しかし、ルビナの眼から闘志は消えていなかった。
「――逃げられないのは、あなたです!! 焔立ち昇れ、《フレイムピラー》!!」
ルビナが叫ぶと、ルビナの手のひら、すなわち大蛇の眼前で火柱が炸裂した。
――ギャォオオッ!? 大蛇は悲鳴を上げながら暴れ回る。ちょうど、顎下からアッパーカットを喰らったように仰け反っていた。
その隙に、ルビナは素早く後退した。
――シャアアァッ!! 大蛇は怒り狂っているようだ。
口から毒液を吐き散らしながらルビナへ突っ込んでいく。よほど激怒しているのか、攻撃が単調になっている。
「たっ! とおっ!」
その一方で、ルビナは大胆に跳躍して動き回りつつも、冷静さを忘れてはいない。大蛇の攻撃をギリギリのところで回避しては、カウンターで斬りつけていた。
「――拡散、《ファイアーブレイド》!!」
そして、大蛇の動きが鈍くなったタイミングを見計らい、今度は長剣の一振りとともに大火力を出現させ、先程の攻撃で火に苦手意識をもった大蛇を牽制する。
――ギィィイイッ!! 大蛇はたまらず後退した。
――カアアァッ!!
そして毒液を吐き出し、遠くからルビナを攻撃する。
「先程のようにはいきません」
しかし、ジャイアントラトルスネークの毒攻撃は、ゴーレムである彼女に効果が薄い。視界を塞がれることのみを警戒したルビナの無駄のない動きに、完全に翻弄されていた。
「……よし!」
そして、ルビナが大蛇の攻撃を受け止め続けてくれたおかげで、俺の切り札が完成した。
「ご苦労、ルビナ! そこからできるだけ離れろ!」
「――! はい、マスター!」
ルビナが跳躍し、岸壁のとっかかりにしがみつく。
そしてそのまま、彼女は身軽な動きを見せてするすると岸壁の上まで登っていった。
――シャアア……!
大蛇は、ルビナが戦意を喪失して逃げたと思ったのか、こちらにいたぶるような視線を向けてきた。しかし、その考えは完全に間違っている。そこがお前の墓場となるのだ。
「《コントロール・グラウンド》!」
俺は、収束させすぎてマナの漏れ出る杖を地面に突き立てた。
途端、この大地全体に僅かな振動が起こり、大蛇は怪訝そうに動きを止める。
「コントロール・グラウンド、最大出力! 《ハンズ・オブ・ロックタイタン》――潰れろッ!」
そして俺が最後のトリガーを唱えると、その瞬間。
――バアァァン!!!!
――グギャアアアァァァァァァァ!?!?
超巨大なジャイアントラトルスネークを、掴み、持ち上げられるほどの双手が地面から伸び、瞬きの間に胴体を挟み込んだのだ。
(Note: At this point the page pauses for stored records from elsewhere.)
//! Fetch request construction
//!
//! Turns a region into a fully resolved [`FetchRequest`]: the URL template
//! is rendered with the region's edges, extra query parameters are appended
//! and the opaque payload is attached for the transport.

mod template;

pub use template::{TemplateError, UrlTemplate, PLACEHOLDERS};

use std::collections::BTreeMap;

use serde_json::Value;

use crate::geo::Bounds;

/// A fully resolved request for one region.
#[derive(Debug, Clone, PartialEq)]
pub struct FetchRequest {
    /// Region the request covers.
    pub region: Bounds,
    /// Final URL with placeholders substituted and parameters appended.
    pub url: String,
    /// Payload passed through to the transport unmodified.
    pub data: Option<Value>,
}

/// Builds requests from the layer's URL template, parameters and payload.
#[derive(Debug, Clone)]
pub struct RequestBuilder {
    template: UrlTemplate,
    params: BTreeMap<String, String>,
    data: Option<Value>,
}

impl RequestBuilder {
    /// Create a builder.
    pub fn new(
        template: UrlTemplate,
        params: BTreeMap<String, String>,
        data: Option<Value>,
    ) -> Self {
        Self {
            template,
            params,
            data,
        }
    }

    /// The URL template in use.
    pub fn template(&self) -> &UrlTemplate {
        &self.template
    }

    /// Build the request for a region.
    pub fn build(&self, region: &Bounds) -> FetchRequest {
        let mut url = self.template.render(region);

        if !self.params.is_empty() {
            let query = url::form_urlencoded::Serializer::new(String::new())
                .extend_pairs(self.params.iter())
                .finish();
            url.push(if url.contains('?') { '&' } else { '?' });
            url.push_str(&query);
        }

        FetchRequest {
            region: *region,
            url,
            data: self.data.clone(),
        }
    }
}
その勢いは凄まじく、『吸われた』周囲の地面は大きく窪み、大蛇を中心に大きなクレーターが形成されていた。
――グギッ、ギイィィッ!! グッ、グゥ…………
ミシミシ……………………、ベキィッ!
身動きの取れなくなったジャイアントラトルスネークだったが、追加でトドメを刺す必要はないようだ。
胴体を圧し折られた大蛇は、断末魔のうめきとともに白目を剥くと、完全にその身体を弛緩させた。
「流石……、凄まじい威力ですねマスター!」
「なんてことはないさ。ルビナ! お前も本当によくやってくれた」
岸壁の上からルビナが飛び降り、圧死した大蛇を見つめた。
「しかし、これまで一番の強敵でしたね」
「ああ。流石この岩石地帯の主なだけあるな」
先程、ルビナは最低限の動きだけでジャイアントラトルスネークの毒液を躱していたが、これがもし生身の冒険者であれば、小さな飛沫が皮膚に付着するだけで激痛が走り、気化したガスを吸い込むだけでさえ肺がやられて致命的である。
興奮時に振りまかれる毒液を警戒すれば、近距離戦闘など怖くてできたものではない。
この大蛇がこの鉱床を守り続けてこれたのは、きっと数十年やそこらではあるまい。
だからこそ、そこに眠っている手つかずの魔鉱床がこれほど見事な成長を遂げていたのだろう。
「よし、脅威は排除した。ここに至る道を記録してゴーレムとドワーフの職人たちを遣わせて採掘の準備だ!」
「はい、マスター! 大蛇の素材も運び出さないと、ですね」
こうして、激戦を終えた俺たちは、町へと凱旋したのである。